Ich sage doch nicht, dass Samsung gleichzeitig schlecht ist.
Ich sage lediglich nur, dass die Materialien nicht so Hochwertig sind.
Nichtsdestotrotz hat es Samsung geschafft die Verarbeitung sehr gut zu bekommen.

Und das mit der Rechtschreibung: Ich war in Eile.

@Tobcinio
Sind die Kratzer auf der Oberseite oder darunter?


----------



## McClaine (14. November 2011)

*AW: hat jemand schon mal über Staub hinterm Display bei sgs2 gehabt?*



gangville schrieb:


> Ich sage doch nicht, dass Samsung gleichzeitig schlecht ist.
> Ich sage lediglich nur, dass die Materialien nicht so Hochwertig sind.
> Nichtsdestotrotz hat es Samsung geschafft die Verarbeitung sehr gut zu bekommen.
> 
> ...



die Materialien sind (auch wenn diese nicht Metall und Glas sind) genauso hochwertig, aussen zumindest. Das ist reine Optik.
Die inneren Materialien bzw das was vergessen wurde sind da schon  wichtiger mMn, HTC Staub usw... die sehen aussen Top aus aber trotzdem  kommt Staub ins Display, so wtf!?
Ein Iphone sind auch Top aus, trotzdem brichts in 1000 Scherben wenns runterfällt.
 - Ein SGS2 hat aufgrund des Kunststoffs wahrscheinlich nur nen Kratzer  drin, wobei das Iphone 4 mit Sicherheit schon ne gesprungene Ecke hat...  soviel dazu 

Die Eile sei dir vergönnt


----------



## Scroll (14. November 2011)

die materialien sind am ende vllt sogar hochwertiger als die was htc oder in der richtung verwendet.

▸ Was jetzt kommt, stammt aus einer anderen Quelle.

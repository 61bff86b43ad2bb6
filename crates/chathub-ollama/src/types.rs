//! Ollama wire types and conversion from chathub messages

use base64::Engine;
use chathub_core::{ChatRequest, Message, ModelParameters};
use serde::{Deserialize, Serialize};

pub use chathub_core::backend::{ModelDetails, ModelInfo};

#[derive(Debug, Clone, PartialEq, Serialize, Deserialize)]
pub struct OllamaChatRequest {
    pub model: String,
    pub messages: Vec<OllamaChatMessage>,
    #[serde(skip_serializing_if = "Option::is_none")]
    pub stream: Option<bool>,
    #[serde(skip_serializing_if = "Option::is_none")]
    pub options: Option<OllamaOptions>,
}

impl OllamaChatRequest {
    /// Build the wire request for a chat exchange
    pub fn from_chat(request: &ChatRequest) -> Self {
        Self {
            model: request.model.clone(),
            messages: messages_to_ollama(&request.messages, request.system_prompt.as_deref()),
            stream: Some(request.stream),
            options: Some(OllamaOptions::from(&request.parameters)),
        }
    }
}

#[derive(Debug, Clone, PartialEq, Serialize, Deserialize)]
pub struct OllamaChatMessage {
    pub role: String,
    pub content: String,
    /// Base64-encoded images
    #[serde(skip_serializing_if = "Option::is_none")]
    pub images: Option<Vec<String>>,
}

#[derive(Debug, Clone, Default, PartialEq, Serialize, Deserialize)]
pub struct OllamaOptions {
    #[serde(skip_serializing_if = "Option::is_none")]
    pub temperature: Option<f64>,
    #[serde(skip_serializing_if = "Option::is_none")]
    pub top_k: Option<u32>,
    #[serde(skip_serializing_if = "Option::is_none")]
    pub top_p: Option<f64>,
    #[serde(skip_serializing_if = "Option::is_none")]
    pub num_predict: Option<u32>,
}

impl From<&ModelParameters> for OllamaOptions {
    fn from(params: &ModelParameters) -> Self {
        Self {
            temperature: Some(params.temperature),
            top_k: params.top_k,
            top_p: params.top_p,
            num_predict: params.max_tokens,
        }
    }
}

/// One response object; a whole reply when not streaming, one NDJSON line
/// otherwise
#[derive(Debug, Clone, Default, PartialEq, Serialize, Deserialize)]
pub struct OllamaChatResponse {
    #[serde(default)]
    pub model: Option<String>,
    #[serde(default)]
    pub message: Option<OllamaChatMessage>,
    #[serde(default)]
    pub done: Option<bool>,
    #[serde(default)]
    pub done_reason: Option<String>,
    /// Nanoseconds
    #[serde(default)]
    pub total_duration: Option<u64>,
    #[serde(default)]
    pub eval_count: Option<u32>,
    /// Reported mid-stream when generation fails
    #[serde(default)]
    pub error: Option<String>,
}

impl OllamaChatResponse {
    pub fn content(&self) -> &str {
        self.message.as_ref().map(|m| m.content.as_str()).unwrap_or("")
    }

    pub fn is_done(&self) -> bool {
        self.done.unwrap_or(false)
    }
}

/// One model's side of a comparison
#[derive(Debug, Clone, PartialEq, Serialize, Deserialize)]
#[serde(rename_all = "camelCase")]
pub struct ModelReply {
    pub name: String,
    /// Reply text, or `Error: ..` when the request failed
    pub content: String,
    pub duration_ms: u64,
}

/// The same prompt answered by two models
#[derive(Debug, Clone, PartialEq, Serialize, Deserialize)]
pub struct Comparison {
    pub first: ModelReply,
    pub second: ModelReply,
}

#[derive(Debug, Clone, Deserialize)]
pub(crate) struct TagsResponse {
    #[serde(default)]
    pub models: Vec<ModelInfo>,
}

/// Body for the model management endpoints
#[derive(Debug, Clone, Serialize)]
pub(crate) struct ModelRequest<'a> {
    pub name: &'a str,
    #[serde(skip_serializing_if = "Option::is_none")]
    pub stream: Option<bool>,
}

/// Convert chat history to Ollama messages. A non-empty system prompt goes
/// first; image attachments travel base64-encoded.
pub fn messages_to_ollama(messages: &[Message], system_prompt: Option<&str>) -> Vec<OllamaChatMessage> {
    let mut out = Vec::with_capacity(messages.len() + 1);

    if let Some(prompt) = system_prompt.filter(|p| !p.is_empty()) {
        out.push(OllamaChatMessage {
            role: "system".to_string(),
            content: prompt.to_string(),
            images: None,
        });
    }

    for msg in messages {
        let images: Vec<String> = msg
            .attachments
            .iter()
            .filter(|a| a.is_image())
            .map(|a| base64::engine::general_purpose::STANDARD.encode(&a.data))
            .collect();

        out.push(OllamaChatMessage {
            role: msg.role.as_str().to_string(),
            content: msg.content.clone(),
            images: if images.is_empty() { None } else { Some(images) },
        });
    }

    out
}
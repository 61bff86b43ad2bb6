//! chathub-core: Local-first conversation state engine
//!
//! This crate owns conversations and projects, reconciles streamed model
//! replies into them, merges snapshots pushed by sync peers and persists the
//! whole state as a versioned snapshot.

pub mod backend;
pub mod coordinator;
pub mod debounce;
pub mod error;
pub mod events;
pub mod merge;
pub mod model;
pub mod persist;
pub mod reconciler;
mod settings;
pub mod state;
pub mod store;
pub mod sync;
pub mod transfer;

#[cfg(test)]
mod testing;

pub use backend::{Backend, ChatRequest, ChatResponse, ChunkSender, ModelInfo, StreamChunk};
pub use coordinator::{SendCoordinator, SendOutcome};
pub use error::{Error, Result};
pub use events::StoreEvent;
pub use merge::{MergeReport, merge_snapshot};
pub use model::{
    AppSettings, Attachment, Connection, Conversation, DEFAULT_TITLE, Message, MessageRole,
    MessageStatus, ModelParameters, Project, SyncConfig, View,
};
pub use persist::{Hydration, PersistenceManager, SnapshotFile};
pub use reconciler::{Completion, StreamReconciler};
pub use settings::ConnectionPatch;
pub use state::AppState;
pub use store::{ProjectPatch, Store};
pub use sync::{SyncPush, SyncSession, SyncTransport};
pub use transfer::{ExportBundle, ImportReport};
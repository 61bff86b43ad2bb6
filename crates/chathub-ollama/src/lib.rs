//! chathub-ollama: Ollama backend for chathub
//!
//! Implements the chathub-core `Backend` trait over Ollama's HTTP API,
//! streaming chat replies as NDJSON.

pub mod client;
pub mod error;
pub mod stream;
pub mod types;

pub use client::OllamaClient;
pub use error::{Error, Result};
pub use types::*;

einzig das man denkt das samsung minderwertiges material verwendet ist der uberbegriff "plastik". also lasst es bitte zu behaupten samsung verbaut minderwertiges material bloss weil htc z.B. aluminium oder apple glas verwendet (ruckseite iphone 4/4s wenn ich richtig liege). leider denken 90% der leute so: plastik minderwertig und aluminium hochwertig. leider heut zutage nicht mehr so aktuell wie fruher, mittlerweile sogar gleichwertig, meiner meinung nach.

achja, die 90% war ne grobe schatzung von mir, also bitte nicht zu wortlich nehmen falls ihr auf quellen/statistiken wert legen wollt.


----------